Dear all,
A reminder that the RSS Environmental Section Meeting will be holding a
meeting on Water Quality, in collaboration with the University of
Greenwich, on
Friday 21st March, 13:30 – 18:00
at
Room 063, Queen Anne Court, Greenwich Campus, University of Greenwich, London
(for further directions please see:
http://www2.gre.ac.uk/about/travel/greenwich)
The event is free and open to all; in order to book your free place,
please go to:
http://www.eventbrite.co.uk/e/rss-environmental-section-meeting-on-water-quality-in-collaboration-with-the-university-of-greenwich-tickets-10734427963
For further information about the event please contact Jordan Drinan at
[log in to unmask] or Adam Butler at [log in to unmask]
Programme:
13:30 Registration & refreshments
14:00 Professor Marian Scott (University of Glasgow)
Statistics of the aquatic environment. What is on the horizon?
14:40 Ed Bramley (Environment Manager, Yorkshire Water)

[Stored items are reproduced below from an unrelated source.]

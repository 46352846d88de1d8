// --- File: crates/dimple_common/src/services.rs ---
//! Service abstractions for external services.
//!
//! This module provides trait definitions for external services used by the application.
//! These traits allow for dependency injection and easier testing by decoupling the
//! application logic from specific implementations of external services.

use serde::{Deserialize, Serialize};
use std::future::Future;
use std::pin::Pin;

/// Type alias for a boxed future that returns a Result
pub type BoxFuture<'a, T, E> = Pin<Box<dyn Future<Output = Result<T, E>> + Send + 'a>>;

/// Outcome of asking the gateway to start a mobile-money transfer.
#[derive(Debug, Clone, Serialize, Deserialize)]
pub struct GatewayInitiation {
    /// The opaque transaction reference the transfer runs under.
    pub reference: String,
    /// URL the payer is sent to when the gateway uses a hosted payment page.
    pub payment_url: Option<String>,
}

/// Terminal-or-not transfer state as reported by the gateway.
#[derive(Debug, Clone, Copy, PartialEq, Eq, Serialize, Deserialize)]
#[serde(rename_all = "snake_case")]
pub enum GatewayPaymentStatus {
    Success,
    Failed,
    Pending,
}

/// A trait for mobile-money payment gateway operations.
///
/// The gateway protocol itself is opaque to the rest of the system: callers
/// only see "start a transfer under this reference" and "what state is this
/// reference in". Transport failures and timeouts surface as errors so that
/// an ambiguous outcome is never silently treated as a failed payment.
pub trait PaymentGateway: Send + Sync {
    /// Error type returned by gateway operations.
    type Error: std::error::Error + Send + Sync + 'static;

    /// Ask the gateway to start a transfer of `amount_cents` from `payer_phone`
    /// under the given opaque `reference`.
    fn initiate(
        &self,
        amount_cents: i64,
        payer_phone: &str,
        reference: &str,
        description: &str,
    ) -> BoxFuture<'_, GatewayInitiation, Self::Error>;

    /// Query the gateway for the state of a previously initiated transfer.
    fn verify(&self, reference: &str) -> BoxFuture<'_, GatewayPaymentStatus, Self::Error>;
}

/// A trait for fire-and-forget notification delivery.
///
/// Callers must treat delivery failure as non-fatal: a failed notification
/// never fails the state transition it was announcing.
pub trait ContactNotifier: Send + Sync {
    /// Error type returned by notification operations.
    type Error: std::error::Error + Send + Sync + 'static;

    /// Announce that payment was confirmed for a booking and the provider's
    /// contact details may be shared with the client.
    fn share_contact(
        &self,
        booking_id: &str,
        client_id: &str,
        provider_id: &str,
    ) -> BoxFuture<'_, NotificationResult, Self::Error>;
}

/// Represents the result of a notification operation.
#[derive(Debug, Clone, Serialize, Deserialize)]
pub struct NotificationResult {
    /// The ID of the notification.
    pub id: String,
    /// The status of the notification.
    pub status: String,
}
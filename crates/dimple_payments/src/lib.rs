// --- File: crates/dimple_payments/src/lib.rs ---
//! Payment confirmation workflow for Dimple: Telebirr-backed initiation,
//! idempotent settlement of gateway results, admin overrides and the
//! payment REST surface.

pub mod doc;
pub mod error;
pub mod handlers;
pub mod logic;
pub mod routes;

pub use error::PaymentError;
pub use logic::{
    InitiatePaymentRequest, InitiatePaymentResponse, PaymentStatusView, PaymentWorkflow,
};
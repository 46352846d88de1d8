// --- File: crates/dimple_booking/src/models.rs ---
//! Canonical entities of the booking domain.
//!
//! The earlier drafts of this system disagreed on field names (`client` vs
//! `user`, `time` vs `startTime`/`endTime`); this module is the single
//! reconciled schema everything else works against.

use chrono::{DateTime, NaiveDate, Utc};
use dimple_scheduling::{BookingWindow, WeeklySchedule};
use serde::{Deserialize, Serialize};

/// Role attached to an authenticated actor by the upstream auth layer.
#[derive(Debug, Clone, Copy, PartialEq, Eq, Serialize, Deserialize)]
#[serde(rename_all = "snake_case")]
#[cfg_attr(feature = "openapi", derive(utoipa::ToSchema))]
pub enum Role {
    Client,
    Provider,
    Admin,
}

/// An authenticated caller. Identity and role are trusted as given.
#[derive(Debug, Clone, PartialEq, Eq)]
pub struct Actor {
    pub id: String,
    pub role: Role,
}

impl Actor {
    pub fn new(id: impl Into<String>, role: Role) -> Self {
        Actor {
            id: id.into(),
            role,
        }
    }
}

#[derive(Debug, Clone, Copy, PartialEq, Eq, Serialize, Deserialize)]
#[serde(rename_all = "snake_case")]
#[cfg_attr(feature = "openapi", derive(utoipa::ToSchema))]
pub enum BookingStatus {
    Pending,
    Confirmed,
    InProgress,
    Completed,
    Cancelled,
    Rejected,
}

impl BookingStatus {
    /// Terminal states accept no further transition.
    pub fn is_terminal(&self) -> bool {
        matches!(
            self,
            BookingStatus::Completed | BookingStatus::Cancelled | BookingStatus::Rejected
        )
    }

    /// Whether a booking in this state blocks its time window for others.
    /// Pending bookings hold no claim on the slot until the provider (or a
    /// paid confirmation) accepts them.
    pub fn is_blocking(&self) -> bool {
        matches!(self, BookingStatus::Confirmed | BookingStatus::InProgress)
    }

    pub fn as_str(&self) -> &'static str {
        match self {
            BookingStatus::Pending => "pending",
            BookingStatus::Confirmed => "confirmed",
            BookingStatus::InProgress => "in_progress",
            BookingStatus::Completed => "completed",
            BookingStatus::Cancelled => "cancelled",
            BookingStatus::Rejected => "rejected",
        }
    }

    pub fn parse(value: &str) -> Option<Self> {
        match value {
            "pending" => Some(BookingStatus::Pending),
            "confirmed" => Some(BookingStatus::Confirmed),
            "in_progress" => Some(BookingStatus::InProgress),
            "completed" => Some(BookingStatus::Completed),
            "cancelled" => Some(BookingStatus::Cancelled),
            "rejected" => Some(BookingStatus::Rejected),
            _ => None,
        }
    }
}

#[derive(Debug, Clone, Copy, PartialEq, Eq, Serialize, Deserialize)]
#[serde(rename_all = "snake_case")]
#[cfg_attr(feature = "openapi", derive(utoipa::ToSchema))]
pub enum PaymentStatus {
    Pending,
    Paid,
    Failed,
    Refunded,
}

impl PaymentStatus {
    pub fn as_str(&self) -> &'static str {
        match self {
            PaymentStatus::Pending => "pending",
            PaymentStatus::Paid => "paid",
            PaymentStatus::Failed => "failed",
            PaymentStatus::Refunded => "refunded",
        }
    }

    pub fn parse(value: &str) -> Option<Self> {
        match value {
            "pending" => Some(PaymentStatus::Pending),
            "paid" => Some(PaymentStatus::Paid),
            "failed" => Some(PaymentStatus::Failed),
            "refunded" => Some(PaymentStatus::Refunded),
            _ => None,
        }
    }
}

/// A booked (or requested) service session.
#[derive(Debug, Clone, Serialize, Deserialize)]
#[cfg_attr(feature = "openapi", derive(utoipa::ToSchema))]
pub struct Booking {
    pub id: String,
    pub client_id: String,
    pub provider_id: String,
    #[cfg_attr(feature = "openapi", schema(value_type = String, example = "2025-06-02"))]
    pub service_date: NaiveDate,
    /// Start of the window, minutes from midnight.
    pub start_minute: u32,
    /// End of the window, minutes from midnight (exclusive).
    pub end_minute: u32,
    pub status: BookingStatus,
    pub payment_status: PaymentStatus,
    /// Provider rate prorated over the duration, fixed at creation.
    pub total_amount_cents: i64,
    #[serde(skip_serializing_if = "Option::is_none")]
    pub cancellation_reason: Option<String>,
    #[cfg_attr(feature = "openapi", schema(value_type = String))]
    pub created_at: DateTime<Utc>,
    #[cfg_attr(feature = "openapi", schema(value_type = String))]
    pub updated_at: DateTime<Utc>,
}

impl Booking {
    pub fn window(&self) -> BookingWindow {
        BookingWindow {
            date: self.service_date,
            start_minute: self.start_minute,
            end_minute: self.end_minute,
        }
    }

    pub fn duration_minutes(&self) -> u32 {
        self.end_minute - self.start_minute
    }
}

/// A provider's bookable profile.
#[derive(Debug, Clone, Serialize, Deserialize)]
#[cfg_attr(feature = "openapi", derive(utoipa::ToSchema))]
pub struct ProviderProfile {
    pub id: String,
    pub name: String,
    #[serde(skip_serializing_if = "Option::is_none")]
    pub phone: Option<String>,
    pub hourly_rate_cents: i64,
    pub is_available: bool,
    pub schedule: WeeklySchedule,
    /// Materialized rating aggregate, maintained alongside rating inserts.
    pub rating_count: i64,
    pub rating_sum: i64,
}

impl ProviderProfile {
    pub fn average_rating(&self) -> Option<f64> {
        if self.rating_count == 0 {
            None
        } else {
            Some(self.rating_sum as f64 / self.rating_count as f64)
        }
    }
}

/// A client's post-service review. At most one per booking.
#[derive(Debug, Clone, Serialize, Deserialize)]
#[cfg_attr(feature = "openapi", derive(utoipa::ToSchema))]
pub struct Rating {
    pub id: String,
    pub booking_id: String,
    pub client_id: String,
    pub provider_id: String,
    pub score: u8,
    #[serde(skip_serializing_if = "Option::is_none")]
    pub review: Option<String>,
    #[cfg_attr(feature = "openapi", schema(value_type = String))]
    pub created_at: DateTime<Utc>,
}

/// State of one payment attempt as mirrored from the gateway.
#[derive(Debug, Clone, Copy, PartialEq, Eq, Serialize, Deserialize)]
#[serde(rename_all = "snake_case")]
#[cfg_attr(feature = "openapi", derive(utoipa::ToSchema))]
pub enum PaymentAttemptStatus {
    Pending,
    Success,
    Failed,
}

impl PaymentAttemptStatus {
    pub fn is_terminal(&self) -> bool {
        !matches!(self, PaymentAttemptStatus::Pending)
    }

    pub fn as_str(&self) -> &'static str {
        match self {
            PaymentAttemptStatus::Pending => "pending",
            PaymentAttemptStatus::Success => "success",
            PaymentAttemptStatus::Failed => "failed",
        }
    }

    pub fn parse(value: &str) -> Option<Self> {
        match value {
            "pending" => Some(PaymentAttemptStatus::Pending),
            "success" => Some(PaymentAttemptStatus::Success),
            "failed" => Some(PaymentAttemptStatus::Failed),
            _ => None,
        }
    }
}

/// One payment attempt for a booking. Records are an audit trail and are
/// never deleted; a failed attempt is superseded by a new record under a
/// fresh reference.
#[derive(Debug, Clone, Serialize, Deserialize)]
#[cfg_attr(feature = "openapi", derive(utoipa::ToSchema))]
pub struct PaymentRecord {
    /// Opaque transaction reference shared with the gateway. Unique.
    pub reference: String,
    pub booking_id: String,
    pub client_id: String,
    pub amount_cents: i64,
    pub payer_phone: String,
    pub method: String,
    pub status: PaymentAttemptStatus,
    #[cfg_attr(feature = "openapi", schema(value_type = String))]
    pub created_at: DateTime<Utc>,
    #[cfg_attr(feature = "openapi", schema(value_type = String))]
    pub updated_at: DateTime<Utc>,
}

River quality modelling using Monte Carlo techniques
15:20 Thames Water
To be confirmed
16:00 Refreshments
16:30 Robert Pitchers (Senior Microbiologist, WRc plc, Swindon) New
directions in assuring the microbiological quality of drinking water
17:10 Dr. Luigi Spezia (Biomathematics & Statistics Scotland,
Aberdeen)
Markov switching autoregressive models and stream isotope dynamics
17:50 Final summing up
Abstracts:
* Marian Scott
Traditionally much environmental regulation has been “silo-based”, with
regulations based on single issue, environmental media or legal regime
components, such as bathing water quality, without recognizing that to
manage bathing water, one might need to also consider diffuse pollution in
catchment. More encompassing regulations such as the EU Water Framework
Directive, require evaluation and reporting of the ecological status of a
water body based on chemistry, morphology and biology. Traditional
monitoring programmes have been sparse in space and time (eg monthly
monitoring), and focussed on a single aspect, eg biota but new sensor
technology is generating increasingly large volumes of earth observation
data and challenging more traditional statistical monitoring strategies in
space and time. These evolutions in environmental regulation and
environmental monitoring mean that interactions in our environment should
be more easily recognised, and data linkage across a number of
environmental, social and political domains will become essential to
deliver a more holistic ecosystem view. This presentation will consider a
number of case studies illustrating some of these points.
* Ed Bramley
Over the last two decades, the quality of many of England rivers has
improved dramatically, due to significant investment by water companies in
what was an aging sewage treatment infrastructure. New European
legislation, specifically the Water Framework Directive, is currently
driving further improvements in the sewage treatment infrastructure, and
this will continue for at least the next decade.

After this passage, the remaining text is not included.